President of the National Bank of Poland Marek Belka says that Poland’s balanced and less risky approach is the secret to the resilience of his country’s economy. This has helped Poland to attract foreign capital, Belka said, adding, “When we compare ourselves to other European powerhouses, our exports have risen the fastest.”
Mr. Belka spoke at an economic conference at the Kosciuszko Foundation in New York. The conference featured panel discussions, one led by President of Standard & Poor’s Rating Agency Douglas Peterson, who said, “There is a Polish phenomenon of a growing dynamic country that did not go through any recession like the rest of the European zone countries over the last five or six years. Poland is a very dynamic country,” Peterson said.
Peterson added, “S&P has an office of 40 people in Poland which includes PhDs in mathematics, economics, data analytics and physics.”

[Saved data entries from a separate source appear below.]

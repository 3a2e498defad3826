use std::fs;
use std::path::Path;

use serde::{Deserialize, Serialize};

/// Options for one view-model build.
#[derive(Debug, Clone, PartialEq)]
pub struct BuildOptions {
    /// Name of the generated class.
    pub class_name: String,
    /// Name of the generated module wrapper.
    pub module_name: String,
    /// Replaces the document's declared `scheme://host`.
    pub host_override: Option<String>,
    /// Takes precedence over both the override and the document.
    pub custom_endpoint: Option<CustomEndpoint>,
    pub target: TargetDialect,
    /// Force ES6 output regardless of target.
    pub es6: bool,
    /// Extra imports handed through to the template.
    pub imports: Vec<String>,
}

impl Default for BuildOptions {
    fn default() -> Self {
        Self {
            class_name: "Api".to_string(),
            module_name: "api".to_string(),
            host_override: None,
            custom_endpoint: None,
            target: TargetDialect::BrowserClient,
            es6: false,
            imports: Vec::new(),
        }
    }
}

impl BuildOptions {
    pub fn is_node(&self) -> bool {
        matches!(
            self.target,
            TargetDialect::ServerClient | TargetDialect::ReactiveClient
        )
    }

    pub fn is_es6(&self) -> bool {
        self.es6 || self.target == TargetDialect::ReactiveClient
    }
}

/// What kind of client the template produces. Only affects the `isNode` and
/// `isES6` flags, never resolution.
#[derive(Debug, Clone, Copy, Default, PartialEq, Eq, Serialize, Deserialize)]
#[serde(rename_all = "snake_case")]
pub enum TargetDialect {
    #[default]
    BrowserClient,
    ServerClient,
    ReactiveClient,
    /// Bring-your-own template.
    Custom,
}

/// An explicit endpoint, e.g. `{ protocol: "https", host: "api.example.com" }`.
#[derive(Debug, Clone, PartialEq, Eq, Serialize, Deserialize)]
pub struct CustomEndpoint {
    pub protocol: String,
    pub host: String,
}

impl CustomEndpoint {
    /// `https` + `api.example.com` → `https://api.example.com`.
    pub fn url(&self) -> String {
        let protocol = self.protocol.trim_end_matches("//");
        if protocol.ends_with(':') {
            format!("{protocol}//{}", self.host)
        } else {
            format!("{protocol}://{}", self.host)
        }
    }
}

/// Project configuration loaded from `.swaggen.yaml`.
#[derive(Debug, Clone, PartialEq, Deserialize)]
#[serde(default)]
pub struct ProjectConfig {
    pub input: String,
    pub output: String,
    /// Output file stem; the API version is appended.
    pub output_name: String,
    pub class_name: String,
    pub module_name: String,
    pub target: TargetDialect,
    pub host: Option<String>,
    pub custom_endpoint: Option<CustomEndpoint>,
    pub es6: bool,
    pub imports: Vec<String>,
    pub templates: TemplatePaths,
}

impl Default for ProjectConfig {
    fn default() -> Self {
        let options = BuildOptions::default();
        Self {
            input: "swagger.yaml".to_string(),
            output: "src/generated".to_string(),
            output_name: "api".to_string(),
            class_name: options.class_name,
            module_name: options.module_name,
            target: options.target,
            host: None,
            custom_endpoint: None,
            es6: false,
            imports: Vec::new(),
            templates: TemplatePaths::default(),
        }
    }
}

/// User-supplied template files, relative to the working directory.
#[derive(Debug, Clone, Default, PartialEq, Eq, Deserialize)]
#[serde(default)]
pub struct TemplatePaths {
    pub class: Option<String>,
}

impl ProjectConfig {
    pub fn build_options(&self) -> BuildOptions {
        BuildOptions {
            class_name: self.class_name.clone(),
            module_name: self.module_name.clone(),
            host_override: self.host.clone(),
            custom_endpoint: self.custom_endpoint.clone(),
            target: self.target,
            es6: self.es6,
            imports: self.imports.clone(),
        }
    }
}

/// Default config file name.
pub const CONFIG_FILE_NAME: &str = ".swaggen.yaml";

/// Load config from a YAML file. Returns `None` if the file doesn't exist.
pub fn load_config(path: &Path) -> Result<Option<ProjectConfig>, String> {
    if !path.exists() {
        return Ok(None);
    }
    let content = fs::read_to_string(path)
        .map_err(|e| format!("failed to read config {}: {}", path.display(), e))?;
    let config: ProjectConfig = serde_yaml_ng::from_str(&content)
        .map_err(|e| format!("failed to parse config {}: {}", path.display(), e))?;
    Ok(Some(config))
}

/// Generate the default config file content.
pub fn default_config_content() -> &'static str {
    r#"# swaggen configuration
input: swagger.yaml
output: src/generated
output_name: api        # written as <output_name>_<api version>.ts

class_name: Api
module_name: api
target: browser_client  # browser_client | server_client | reactive_client | custom
es6: false
imports: []

# host: https://staging.example.com/v2
# custom_endpoint:
#   protocol: https
#   host: api.example.com

templates: {}
  # class: templates/class.ts.j2   # required when target is custom
"#
}
use log::debug;
use minijinja::{Environment, ErrorKind, Value};
use swaggen_core::config::{BuildOptions, TargetDialect};
use swaggen_core::view::ViewModel;
use swaggen_core::{Renderer, TemplateSet};

use crate::context::view_context;
use crate::error::RenderError;

const CLASS_TEMPLATE_NAME: &str = "class.ts.j2";
const CLASS_TEMPLATE: &str = include_str!("../templates/class.ts.j2");

/// Escape `*/` sequences that would prematurely close JSDoc comment blocks.
fn escape_jsdoc(value: String) -> String {
    value.replace("*/", "*\\/")
}

/// Render any value as a JSON literal, which is also a valid TypeScript literal.
fn quote(value: Value) -> Result<String, minijinja::Error> {
    serde_json::to_string(&value).map_err(|e| {
        minijinja::Error::new(ErrorKind::InvalidOperation, "value cannot be quoted").with_source(e)
    })
}

/// Renders a view model into a single TypeScript client module.
#[derive(Debug, Clone, Copy, Default)]
pub struct TypeScriptRenderer {
    target: TargetDialect,
}

impl TypeScriptRenderer {
    pub fn new(target: TargetDialect) -> Self {
        Self { target }
    }

    pub fn for_options(options: &BuildOptions) -> Self {
        Self::new(options.target)
    }
}

impl Renderer for TypeScriptRenderer {
    type Error = RenderError;

    fn render(&self, view: &ViewModel, templates: &TemplateSet) -> Result<String, RenderError> {
        let source = match (&templates.class, self.target) {
            (Some(custom), _) => custom.as_str(),
            (None, TargetDialect::Custom) => return Err(RenderError::MissingTemplate("class")),
            (None, _) => CLASS_TEMPLATE,
        };

        let mut env = Environment::new();
        env.set_trim_blocks(true);
        env.set_lstrip_blocks(true);
        env.add_filter("escape_jsdoc", escape_jsdoc);
        env.add_filter("quote", quote);
        env.add_template(CLASS_TEMPLATE_NAME, source)?;
        let tmpl = env.get_template(CLASS_TEMPLATE_NAME)?;

        debug!(
            "rendering {} methods, {} models with {} template",
            view.methods.len(),
            view.definitions.len(),
            if templates.class.is_some() { "custom" } else { "built-in" }
        );
        Ok(tmpl.render(view_context(view))?)
    }
}

#[cfg(test)]
mod tests {
    use super::*;

    #[test]
    fn test_quote_filter() {
        assert_eq!(quote(Value::from("a\"b")).unwrap(), r#""a\"b""#);
        assert_eq!(quote(Value::from(3)).unwrap(), "3");
        assert_eq!(quote(Value::from(true)).unwrap(), "true");
    }

    #[test]
    fn test_escape_jsdoc() {
        assert_eq!(escape_jsdoc("ends */ here".into()), "ends *\\/ here");
    }

    #[test]
    fn test_builtin_template_parses() {
        let mut env = Environment::new();
        env.add_filter("escape_jsdoc", escape_jsdoc);
        env.add_filter("quote", quote);
        assert!(env.add_template(CLASS_TEMPLATE_NAME, CLASS_TEMPLATE).is_ok());
    }
}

Pawel Graniewski, VP of the Warsaw Stock Exchange’s (WIG) management board, said the Warsaw stock exchange was first established in 1817 and active until 1939, when Poland was invaded by Nazi Germany and the Soviet Union. In 1991, when it was reestablished, the stock market was ironically located in the former Communist Party headquarters. Since then, there has been strong growth in sectors such as banking, food processing, high-tech, biotech and the energy sector.
Head of Global Emerging Markets Multinationals at Citigroup Robert Snell said, “Poland is more of an emerged market, than an emerging market.”
One reason for Poland’s superior growth was explained by Paul Fogo, Treasurer of the American Chamber of Commerce inPoland, who said it is easier for foreign companies to set up business in Poland and benefit from being a EU entity than for foreign companies to set up business in the United States.
“Poland is an excellent gateway to the European Union,” Fogo said. “That’s why more than 700 U.S. companies are doing business in Poland.”
Beata Stelmach, Undersecretary of State, Ministry of Foreign Affairs of Poland, said that Poland has a “safe and transparent banking sector” and that the government has been cutting bureaucratic red tape to make it easier to do business in Poland.
Kosciuszko Foundation President Alex Storozynski said, “More than 100 people from Wall Street and business, including investment bankers, financial analysts, and business journalists, gathered to discuss Poland’s economy, which shows the incredible interest in this island of stability in the center Europe which is facing economic turmoil.”